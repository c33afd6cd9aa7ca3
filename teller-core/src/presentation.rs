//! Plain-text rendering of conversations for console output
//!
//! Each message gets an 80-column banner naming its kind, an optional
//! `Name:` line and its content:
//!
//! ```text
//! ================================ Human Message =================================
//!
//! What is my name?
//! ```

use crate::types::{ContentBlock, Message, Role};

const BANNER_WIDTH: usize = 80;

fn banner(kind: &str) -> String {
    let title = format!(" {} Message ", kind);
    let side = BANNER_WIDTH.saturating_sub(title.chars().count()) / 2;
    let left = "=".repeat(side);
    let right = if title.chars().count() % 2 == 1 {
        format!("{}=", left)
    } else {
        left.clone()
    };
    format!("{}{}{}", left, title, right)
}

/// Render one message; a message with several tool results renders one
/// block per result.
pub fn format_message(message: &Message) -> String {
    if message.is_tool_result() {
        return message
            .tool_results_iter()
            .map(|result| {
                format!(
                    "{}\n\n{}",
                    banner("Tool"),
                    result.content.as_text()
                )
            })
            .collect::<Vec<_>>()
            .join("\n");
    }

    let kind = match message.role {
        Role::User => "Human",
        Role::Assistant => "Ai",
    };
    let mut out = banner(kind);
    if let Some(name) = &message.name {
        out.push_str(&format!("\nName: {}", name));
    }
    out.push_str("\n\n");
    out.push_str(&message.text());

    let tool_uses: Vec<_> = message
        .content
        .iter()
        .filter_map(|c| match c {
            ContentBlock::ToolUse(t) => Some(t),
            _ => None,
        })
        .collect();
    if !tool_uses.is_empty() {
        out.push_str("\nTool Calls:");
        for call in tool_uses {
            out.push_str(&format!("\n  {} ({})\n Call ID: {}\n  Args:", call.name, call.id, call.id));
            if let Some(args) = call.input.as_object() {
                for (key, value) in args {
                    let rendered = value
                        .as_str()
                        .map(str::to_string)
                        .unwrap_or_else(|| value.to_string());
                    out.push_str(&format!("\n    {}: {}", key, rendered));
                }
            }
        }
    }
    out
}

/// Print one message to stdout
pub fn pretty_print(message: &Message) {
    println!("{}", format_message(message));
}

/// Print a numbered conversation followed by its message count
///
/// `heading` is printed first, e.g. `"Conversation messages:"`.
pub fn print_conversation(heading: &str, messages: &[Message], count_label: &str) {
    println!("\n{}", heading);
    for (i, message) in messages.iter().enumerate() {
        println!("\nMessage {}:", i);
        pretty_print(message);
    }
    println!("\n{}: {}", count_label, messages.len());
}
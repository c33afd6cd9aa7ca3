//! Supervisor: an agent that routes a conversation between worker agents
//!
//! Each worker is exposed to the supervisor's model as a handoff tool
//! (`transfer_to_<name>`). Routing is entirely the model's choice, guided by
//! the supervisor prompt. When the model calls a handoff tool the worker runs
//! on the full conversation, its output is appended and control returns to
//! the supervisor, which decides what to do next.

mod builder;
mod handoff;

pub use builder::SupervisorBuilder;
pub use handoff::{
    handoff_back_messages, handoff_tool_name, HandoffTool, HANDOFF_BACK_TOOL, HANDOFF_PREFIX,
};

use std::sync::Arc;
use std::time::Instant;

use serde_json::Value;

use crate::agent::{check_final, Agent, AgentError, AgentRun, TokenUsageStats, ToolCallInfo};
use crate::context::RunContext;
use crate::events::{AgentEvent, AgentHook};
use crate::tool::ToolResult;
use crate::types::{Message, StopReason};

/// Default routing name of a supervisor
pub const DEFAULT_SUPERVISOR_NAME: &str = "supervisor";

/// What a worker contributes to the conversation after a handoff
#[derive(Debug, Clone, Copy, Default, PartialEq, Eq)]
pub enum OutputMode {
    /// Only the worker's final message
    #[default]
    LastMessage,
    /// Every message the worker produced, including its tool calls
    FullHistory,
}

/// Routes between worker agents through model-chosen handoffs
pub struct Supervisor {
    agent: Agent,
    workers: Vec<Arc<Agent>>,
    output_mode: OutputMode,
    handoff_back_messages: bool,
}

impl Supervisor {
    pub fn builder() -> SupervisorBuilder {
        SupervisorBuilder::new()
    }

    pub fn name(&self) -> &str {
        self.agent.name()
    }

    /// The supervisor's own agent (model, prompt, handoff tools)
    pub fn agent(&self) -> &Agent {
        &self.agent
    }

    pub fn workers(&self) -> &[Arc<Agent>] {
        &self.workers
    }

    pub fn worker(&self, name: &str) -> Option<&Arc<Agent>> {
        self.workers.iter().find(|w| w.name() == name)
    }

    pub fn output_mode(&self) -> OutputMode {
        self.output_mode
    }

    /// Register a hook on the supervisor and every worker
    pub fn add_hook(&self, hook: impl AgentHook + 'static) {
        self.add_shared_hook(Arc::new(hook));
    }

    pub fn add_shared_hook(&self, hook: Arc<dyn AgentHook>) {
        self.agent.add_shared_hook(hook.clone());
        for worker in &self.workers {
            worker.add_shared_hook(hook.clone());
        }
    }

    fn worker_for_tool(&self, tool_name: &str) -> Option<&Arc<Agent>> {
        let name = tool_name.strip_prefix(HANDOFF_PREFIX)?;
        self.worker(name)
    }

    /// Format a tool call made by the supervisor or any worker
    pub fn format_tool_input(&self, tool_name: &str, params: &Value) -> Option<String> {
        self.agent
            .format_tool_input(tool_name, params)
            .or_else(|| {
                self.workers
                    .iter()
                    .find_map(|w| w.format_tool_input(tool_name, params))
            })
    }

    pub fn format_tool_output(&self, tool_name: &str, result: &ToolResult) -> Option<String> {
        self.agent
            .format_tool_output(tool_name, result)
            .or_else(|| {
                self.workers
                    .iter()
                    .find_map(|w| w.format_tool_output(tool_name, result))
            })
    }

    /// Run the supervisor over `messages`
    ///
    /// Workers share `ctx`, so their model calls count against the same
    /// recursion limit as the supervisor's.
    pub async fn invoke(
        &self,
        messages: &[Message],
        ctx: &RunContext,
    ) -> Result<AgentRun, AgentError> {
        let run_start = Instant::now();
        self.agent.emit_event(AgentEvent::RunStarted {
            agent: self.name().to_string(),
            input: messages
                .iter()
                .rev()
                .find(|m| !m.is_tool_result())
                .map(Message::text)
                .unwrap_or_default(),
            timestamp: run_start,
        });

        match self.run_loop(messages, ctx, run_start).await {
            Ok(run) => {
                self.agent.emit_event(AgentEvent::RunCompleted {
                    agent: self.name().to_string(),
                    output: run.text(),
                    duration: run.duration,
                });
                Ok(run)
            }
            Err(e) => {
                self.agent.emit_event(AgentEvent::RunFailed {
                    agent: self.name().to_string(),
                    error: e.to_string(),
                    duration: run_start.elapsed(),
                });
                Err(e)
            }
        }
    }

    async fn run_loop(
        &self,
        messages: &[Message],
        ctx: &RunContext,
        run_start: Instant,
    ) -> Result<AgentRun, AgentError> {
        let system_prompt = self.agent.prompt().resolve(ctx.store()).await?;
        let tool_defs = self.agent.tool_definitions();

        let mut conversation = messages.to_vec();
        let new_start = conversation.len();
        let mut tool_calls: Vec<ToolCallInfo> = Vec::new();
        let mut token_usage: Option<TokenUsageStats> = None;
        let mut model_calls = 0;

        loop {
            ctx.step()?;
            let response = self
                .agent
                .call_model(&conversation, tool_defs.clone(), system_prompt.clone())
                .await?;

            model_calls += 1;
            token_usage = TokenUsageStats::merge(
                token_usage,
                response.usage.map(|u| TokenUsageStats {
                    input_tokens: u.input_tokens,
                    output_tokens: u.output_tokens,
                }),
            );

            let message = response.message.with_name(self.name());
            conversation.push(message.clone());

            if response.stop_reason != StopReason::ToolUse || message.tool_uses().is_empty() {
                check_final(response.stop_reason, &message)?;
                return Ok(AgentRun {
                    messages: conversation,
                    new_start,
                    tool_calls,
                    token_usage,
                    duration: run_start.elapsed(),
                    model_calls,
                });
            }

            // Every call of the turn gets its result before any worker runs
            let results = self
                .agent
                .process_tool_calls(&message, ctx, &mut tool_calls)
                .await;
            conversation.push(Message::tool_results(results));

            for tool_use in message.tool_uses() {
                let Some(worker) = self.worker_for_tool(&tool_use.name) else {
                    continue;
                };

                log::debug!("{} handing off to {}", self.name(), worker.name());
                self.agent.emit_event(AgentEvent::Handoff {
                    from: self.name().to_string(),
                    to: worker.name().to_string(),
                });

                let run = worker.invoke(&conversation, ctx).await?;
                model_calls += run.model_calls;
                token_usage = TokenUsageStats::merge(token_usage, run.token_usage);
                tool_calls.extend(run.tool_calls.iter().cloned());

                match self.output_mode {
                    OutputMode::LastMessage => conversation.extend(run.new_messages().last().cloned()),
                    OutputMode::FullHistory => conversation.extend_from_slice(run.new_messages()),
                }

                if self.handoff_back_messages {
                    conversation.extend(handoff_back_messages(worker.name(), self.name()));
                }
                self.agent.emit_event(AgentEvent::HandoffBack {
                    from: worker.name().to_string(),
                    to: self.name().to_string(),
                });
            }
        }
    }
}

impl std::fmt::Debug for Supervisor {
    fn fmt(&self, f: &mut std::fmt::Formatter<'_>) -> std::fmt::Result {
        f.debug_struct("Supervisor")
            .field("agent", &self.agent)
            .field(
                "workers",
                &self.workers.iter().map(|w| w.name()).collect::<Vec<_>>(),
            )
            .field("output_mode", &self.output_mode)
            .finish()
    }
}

§ PROBLEM REQUIREMENTS: Up to and including the line with "fn banner(kind: &str)", print every line of the material above, starting from its first line, exactly.

§ SOLUTION TO THIS PROBLEM:
repository c33afd6cd9aa7ca3
filename teller-core/src/presentation.rs
//! Plain-text rendering of conversations for console output
//!
//! Each message gets an 80-column banner naming its kind, an optional
//! `Name:` line and its content:
//!
//! ```text
//! ================================ Human Message =================================
//!
//! What is my name?
//! ```

use crate::types::{ContentBlock, Message, Role};

const BANNER_WIDTH: usize = 80;

fn banner(kind: &str) -> String {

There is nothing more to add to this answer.